Stored data entries
_ _ _ _ _ _ _

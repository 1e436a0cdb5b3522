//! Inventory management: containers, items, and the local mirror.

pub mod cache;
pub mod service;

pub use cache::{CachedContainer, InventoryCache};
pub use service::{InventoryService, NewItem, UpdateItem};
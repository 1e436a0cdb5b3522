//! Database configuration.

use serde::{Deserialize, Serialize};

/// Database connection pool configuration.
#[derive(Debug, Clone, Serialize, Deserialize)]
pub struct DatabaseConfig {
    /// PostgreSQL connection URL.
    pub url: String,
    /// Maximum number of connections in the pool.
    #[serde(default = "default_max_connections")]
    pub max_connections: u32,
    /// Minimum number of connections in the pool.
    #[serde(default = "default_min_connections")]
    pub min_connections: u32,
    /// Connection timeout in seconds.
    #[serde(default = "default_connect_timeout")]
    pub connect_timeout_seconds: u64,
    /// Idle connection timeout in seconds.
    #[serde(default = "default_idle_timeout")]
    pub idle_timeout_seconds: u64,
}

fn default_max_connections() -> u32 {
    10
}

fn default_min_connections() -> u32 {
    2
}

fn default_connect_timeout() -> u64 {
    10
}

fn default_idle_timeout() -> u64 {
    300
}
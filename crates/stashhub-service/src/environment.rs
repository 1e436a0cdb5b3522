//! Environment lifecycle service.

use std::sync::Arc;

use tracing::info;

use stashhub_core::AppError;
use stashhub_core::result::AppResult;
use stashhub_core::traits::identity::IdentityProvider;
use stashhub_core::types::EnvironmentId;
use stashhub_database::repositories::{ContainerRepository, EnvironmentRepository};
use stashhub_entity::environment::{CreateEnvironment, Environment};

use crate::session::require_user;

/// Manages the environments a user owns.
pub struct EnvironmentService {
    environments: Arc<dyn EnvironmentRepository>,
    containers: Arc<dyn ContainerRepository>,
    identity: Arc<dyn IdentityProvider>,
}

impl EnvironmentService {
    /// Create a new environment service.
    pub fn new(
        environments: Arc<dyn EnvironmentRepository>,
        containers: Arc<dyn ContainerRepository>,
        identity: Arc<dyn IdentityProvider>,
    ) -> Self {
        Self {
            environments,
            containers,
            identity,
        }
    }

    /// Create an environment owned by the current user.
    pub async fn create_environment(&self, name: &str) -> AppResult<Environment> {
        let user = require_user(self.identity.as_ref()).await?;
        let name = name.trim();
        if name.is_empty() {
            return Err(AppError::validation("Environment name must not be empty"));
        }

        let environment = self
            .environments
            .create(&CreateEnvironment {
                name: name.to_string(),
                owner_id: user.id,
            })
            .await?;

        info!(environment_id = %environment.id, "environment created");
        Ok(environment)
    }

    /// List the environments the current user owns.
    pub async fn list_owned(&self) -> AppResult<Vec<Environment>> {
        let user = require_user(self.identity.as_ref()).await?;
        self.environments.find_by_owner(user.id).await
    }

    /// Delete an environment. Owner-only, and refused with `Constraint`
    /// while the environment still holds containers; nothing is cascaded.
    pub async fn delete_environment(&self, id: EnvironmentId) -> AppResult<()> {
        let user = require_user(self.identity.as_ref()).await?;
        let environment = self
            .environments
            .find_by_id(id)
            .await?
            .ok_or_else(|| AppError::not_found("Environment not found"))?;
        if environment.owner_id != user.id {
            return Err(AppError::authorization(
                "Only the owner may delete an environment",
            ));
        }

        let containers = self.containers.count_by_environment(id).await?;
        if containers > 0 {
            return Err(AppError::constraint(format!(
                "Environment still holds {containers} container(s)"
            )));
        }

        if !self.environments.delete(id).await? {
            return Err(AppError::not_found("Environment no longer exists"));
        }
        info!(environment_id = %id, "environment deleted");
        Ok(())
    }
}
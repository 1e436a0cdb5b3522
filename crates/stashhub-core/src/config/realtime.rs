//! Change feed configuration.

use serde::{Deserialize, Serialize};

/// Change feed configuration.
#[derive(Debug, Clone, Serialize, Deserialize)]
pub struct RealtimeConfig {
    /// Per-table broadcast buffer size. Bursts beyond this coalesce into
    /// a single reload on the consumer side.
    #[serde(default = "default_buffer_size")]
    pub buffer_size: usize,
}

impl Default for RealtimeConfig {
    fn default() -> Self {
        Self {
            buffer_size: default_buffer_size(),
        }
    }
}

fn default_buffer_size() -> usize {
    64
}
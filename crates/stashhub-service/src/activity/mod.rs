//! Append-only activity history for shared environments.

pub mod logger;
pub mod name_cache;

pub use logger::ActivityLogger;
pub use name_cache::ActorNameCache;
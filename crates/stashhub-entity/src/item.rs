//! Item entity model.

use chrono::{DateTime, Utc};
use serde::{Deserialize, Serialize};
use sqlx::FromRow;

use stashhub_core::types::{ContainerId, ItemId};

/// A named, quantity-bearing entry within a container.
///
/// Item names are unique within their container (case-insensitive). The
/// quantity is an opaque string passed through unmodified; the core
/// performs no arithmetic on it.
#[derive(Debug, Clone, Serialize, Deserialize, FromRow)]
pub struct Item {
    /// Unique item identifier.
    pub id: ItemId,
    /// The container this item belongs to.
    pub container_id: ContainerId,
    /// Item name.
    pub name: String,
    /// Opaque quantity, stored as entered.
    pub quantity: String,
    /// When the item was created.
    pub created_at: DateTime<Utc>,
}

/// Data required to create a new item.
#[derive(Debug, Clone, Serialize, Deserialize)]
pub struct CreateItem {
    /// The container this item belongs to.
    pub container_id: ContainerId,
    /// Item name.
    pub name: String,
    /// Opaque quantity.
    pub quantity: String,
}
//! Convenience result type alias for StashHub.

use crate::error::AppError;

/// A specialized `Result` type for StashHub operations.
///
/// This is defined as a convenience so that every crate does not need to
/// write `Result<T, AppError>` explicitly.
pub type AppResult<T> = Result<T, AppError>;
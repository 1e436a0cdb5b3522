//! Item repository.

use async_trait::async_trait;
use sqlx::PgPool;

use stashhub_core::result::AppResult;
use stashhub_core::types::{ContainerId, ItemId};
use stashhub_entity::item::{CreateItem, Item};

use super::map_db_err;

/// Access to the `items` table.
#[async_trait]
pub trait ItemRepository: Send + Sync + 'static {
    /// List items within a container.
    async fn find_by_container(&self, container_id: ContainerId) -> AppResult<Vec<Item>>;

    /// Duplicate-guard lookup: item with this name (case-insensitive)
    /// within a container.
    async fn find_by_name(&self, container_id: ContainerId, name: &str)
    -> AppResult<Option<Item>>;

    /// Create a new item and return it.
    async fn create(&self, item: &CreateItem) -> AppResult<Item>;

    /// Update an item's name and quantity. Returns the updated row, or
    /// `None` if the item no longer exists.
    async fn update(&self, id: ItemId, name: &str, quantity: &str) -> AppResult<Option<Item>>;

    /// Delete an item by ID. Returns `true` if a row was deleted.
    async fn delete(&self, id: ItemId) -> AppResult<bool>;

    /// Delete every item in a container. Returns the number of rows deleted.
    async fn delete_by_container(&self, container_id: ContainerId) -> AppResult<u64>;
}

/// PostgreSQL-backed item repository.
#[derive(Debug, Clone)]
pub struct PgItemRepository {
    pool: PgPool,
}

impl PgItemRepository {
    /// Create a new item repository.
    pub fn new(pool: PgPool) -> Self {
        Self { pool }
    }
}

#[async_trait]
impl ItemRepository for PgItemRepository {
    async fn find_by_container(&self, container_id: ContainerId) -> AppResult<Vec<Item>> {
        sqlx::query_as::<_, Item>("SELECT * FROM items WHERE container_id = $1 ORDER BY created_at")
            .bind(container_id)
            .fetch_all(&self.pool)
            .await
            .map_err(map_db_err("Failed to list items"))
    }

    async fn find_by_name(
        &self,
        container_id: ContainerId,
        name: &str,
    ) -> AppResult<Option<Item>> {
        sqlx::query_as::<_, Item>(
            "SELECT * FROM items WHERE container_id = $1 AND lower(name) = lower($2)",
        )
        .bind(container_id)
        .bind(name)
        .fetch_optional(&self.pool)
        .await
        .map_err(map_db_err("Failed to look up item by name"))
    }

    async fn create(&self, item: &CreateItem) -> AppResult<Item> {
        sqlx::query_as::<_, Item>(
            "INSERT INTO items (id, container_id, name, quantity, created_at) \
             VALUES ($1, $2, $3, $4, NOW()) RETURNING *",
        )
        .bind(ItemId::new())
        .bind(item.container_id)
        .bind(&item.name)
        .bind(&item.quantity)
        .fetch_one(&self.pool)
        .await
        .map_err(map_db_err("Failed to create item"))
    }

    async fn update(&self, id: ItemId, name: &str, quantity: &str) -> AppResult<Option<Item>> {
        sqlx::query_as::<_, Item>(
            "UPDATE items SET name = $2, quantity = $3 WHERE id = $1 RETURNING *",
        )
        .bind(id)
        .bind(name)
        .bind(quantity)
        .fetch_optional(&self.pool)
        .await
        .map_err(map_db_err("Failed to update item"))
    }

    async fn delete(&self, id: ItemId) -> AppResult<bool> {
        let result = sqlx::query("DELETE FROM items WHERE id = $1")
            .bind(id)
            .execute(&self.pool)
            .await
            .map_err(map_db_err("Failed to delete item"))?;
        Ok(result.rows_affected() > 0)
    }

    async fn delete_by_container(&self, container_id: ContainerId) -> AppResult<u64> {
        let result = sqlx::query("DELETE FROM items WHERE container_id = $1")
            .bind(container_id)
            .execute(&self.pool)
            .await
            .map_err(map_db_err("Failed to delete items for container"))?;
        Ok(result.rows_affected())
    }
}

_ _ _ _ _ _ _

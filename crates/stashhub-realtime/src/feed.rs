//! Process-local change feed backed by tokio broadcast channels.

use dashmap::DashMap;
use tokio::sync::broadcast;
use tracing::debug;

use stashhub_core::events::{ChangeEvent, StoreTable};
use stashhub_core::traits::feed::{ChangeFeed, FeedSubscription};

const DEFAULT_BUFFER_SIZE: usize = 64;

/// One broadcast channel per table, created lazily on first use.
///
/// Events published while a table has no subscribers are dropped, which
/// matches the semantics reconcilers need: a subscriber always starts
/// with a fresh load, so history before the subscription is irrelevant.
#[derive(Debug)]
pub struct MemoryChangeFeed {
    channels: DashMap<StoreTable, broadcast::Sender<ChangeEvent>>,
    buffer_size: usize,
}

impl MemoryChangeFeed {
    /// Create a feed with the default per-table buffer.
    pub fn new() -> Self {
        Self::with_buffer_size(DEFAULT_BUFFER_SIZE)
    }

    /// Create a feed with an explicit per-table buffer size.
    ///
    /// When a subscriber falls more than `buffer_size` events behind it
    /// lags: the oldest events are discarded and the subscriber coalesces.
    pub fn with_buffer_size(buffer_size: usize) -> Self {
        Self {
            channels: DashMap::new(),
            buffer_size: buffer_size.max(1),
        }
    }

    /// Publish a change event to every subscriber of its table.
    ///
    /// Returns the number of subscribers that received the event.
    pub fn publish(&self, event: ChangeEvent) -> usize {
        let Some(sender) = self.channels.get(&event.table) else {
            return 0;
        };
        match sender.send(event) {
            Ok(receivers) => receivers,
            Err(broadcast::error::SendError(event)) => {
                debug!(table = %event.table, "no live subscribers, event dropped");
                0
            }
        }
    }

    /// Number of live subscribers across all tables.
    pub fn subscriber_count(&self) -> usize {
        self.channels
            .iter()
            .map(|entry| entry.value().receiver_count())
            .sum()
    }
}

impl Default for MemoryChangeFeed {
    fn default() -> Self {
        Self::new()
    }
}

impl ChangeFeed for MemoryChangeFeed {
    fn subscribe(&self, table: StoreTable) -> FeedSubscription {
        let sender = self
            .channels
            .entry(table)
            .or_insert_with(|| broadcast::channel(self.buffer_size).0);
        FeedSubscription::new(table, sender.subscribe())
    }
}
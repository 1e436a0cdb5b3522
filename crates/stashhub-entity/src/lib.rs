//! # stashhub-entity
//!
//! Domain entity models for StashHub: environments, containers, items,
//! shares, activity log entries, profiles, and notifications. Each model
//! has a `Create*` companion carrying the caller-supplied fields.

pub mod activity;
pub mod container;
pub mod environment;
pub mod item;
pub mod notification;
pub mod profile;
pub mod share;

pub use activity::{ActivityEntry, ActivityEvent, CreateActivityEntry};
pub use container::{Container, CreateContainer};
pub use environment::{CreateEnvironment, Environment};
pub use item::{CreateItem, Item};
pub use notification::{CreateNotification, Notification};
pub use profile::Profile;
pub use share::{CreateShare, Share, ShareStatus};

_ _ _ _ _ _ _

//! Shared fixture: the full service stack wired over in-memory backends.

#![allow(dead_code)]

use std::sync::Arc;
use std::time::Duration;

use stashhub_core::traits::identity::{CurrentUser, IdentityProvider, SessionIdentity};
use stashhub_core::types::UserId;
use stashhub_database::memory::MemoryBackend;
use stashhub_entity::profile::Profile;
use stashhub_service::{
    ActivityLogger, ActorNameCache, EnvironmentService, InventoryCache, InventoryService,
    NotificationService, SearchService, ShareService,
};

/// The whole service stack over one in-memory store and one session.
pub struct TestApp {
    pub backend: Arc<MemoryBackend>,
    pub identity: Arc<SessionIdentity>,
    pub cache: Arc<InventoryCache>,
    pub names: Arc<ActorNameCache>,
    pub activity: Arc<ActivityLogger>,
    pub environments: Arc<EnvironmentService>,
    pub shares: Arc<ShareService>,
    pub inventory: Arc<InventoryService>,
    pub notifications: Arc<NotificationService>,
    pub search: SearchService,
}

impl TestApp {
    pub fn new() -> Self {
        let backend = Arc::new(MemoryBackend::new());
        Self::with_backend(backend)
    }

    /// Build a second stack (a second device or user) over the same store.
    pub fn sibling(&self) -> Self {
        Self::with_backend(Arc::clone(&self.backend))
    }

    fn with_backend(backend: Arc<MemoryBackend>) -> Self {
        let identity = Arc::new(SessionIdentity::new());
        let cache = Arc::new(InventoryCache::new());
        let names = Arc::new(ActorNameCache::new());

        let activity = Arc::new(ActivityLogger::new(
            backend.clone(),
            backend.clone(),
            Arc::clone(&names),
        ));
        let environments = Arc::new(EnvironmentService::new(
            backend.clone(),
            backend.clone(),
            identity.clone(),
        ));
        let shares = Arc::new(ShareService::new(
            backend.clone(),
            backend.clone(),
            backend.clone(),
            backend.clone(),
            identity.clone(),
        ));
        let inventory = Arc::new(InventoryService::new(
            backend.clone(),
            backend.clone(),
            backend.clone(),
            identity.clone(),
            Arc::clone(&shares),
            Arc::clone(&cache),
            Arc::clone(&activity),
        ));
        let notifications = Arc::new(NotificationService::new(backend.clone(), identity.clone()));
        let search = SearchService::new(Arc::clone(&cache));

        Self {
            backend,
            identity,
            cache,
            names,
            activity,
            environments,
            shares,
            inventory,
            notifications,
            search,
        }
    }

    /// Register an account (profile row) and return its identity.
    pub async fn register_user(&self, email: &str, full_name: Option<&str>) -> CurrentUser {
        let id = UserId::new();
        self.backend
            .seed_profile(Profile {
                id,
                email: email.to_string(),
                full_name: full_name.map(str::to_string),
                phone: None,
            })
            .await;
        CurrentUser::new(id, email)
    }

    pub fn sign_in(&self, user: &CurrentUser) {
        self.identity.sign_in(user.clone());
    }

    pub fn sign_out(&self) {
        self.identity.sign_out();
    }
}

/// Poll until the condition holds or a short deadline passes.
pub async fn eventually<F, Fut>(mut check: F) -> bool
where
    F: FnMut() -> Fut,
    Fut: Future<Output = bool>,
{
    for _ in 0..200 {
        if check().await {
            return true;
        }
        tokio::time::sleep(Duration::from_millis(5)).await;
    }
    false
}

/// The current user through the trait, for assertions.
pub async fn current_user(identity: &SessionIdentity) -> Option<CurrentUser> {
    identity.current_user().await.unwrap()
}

_ _ _ _ _ _ _

Find each line in the records holding the string "every" and show it.

/// This is defined as a convenience so that every crate does not need to
    /// Delete every item in a container. Returns the number of rows deleted.
    /// Publish a change event to every subscriber of its table.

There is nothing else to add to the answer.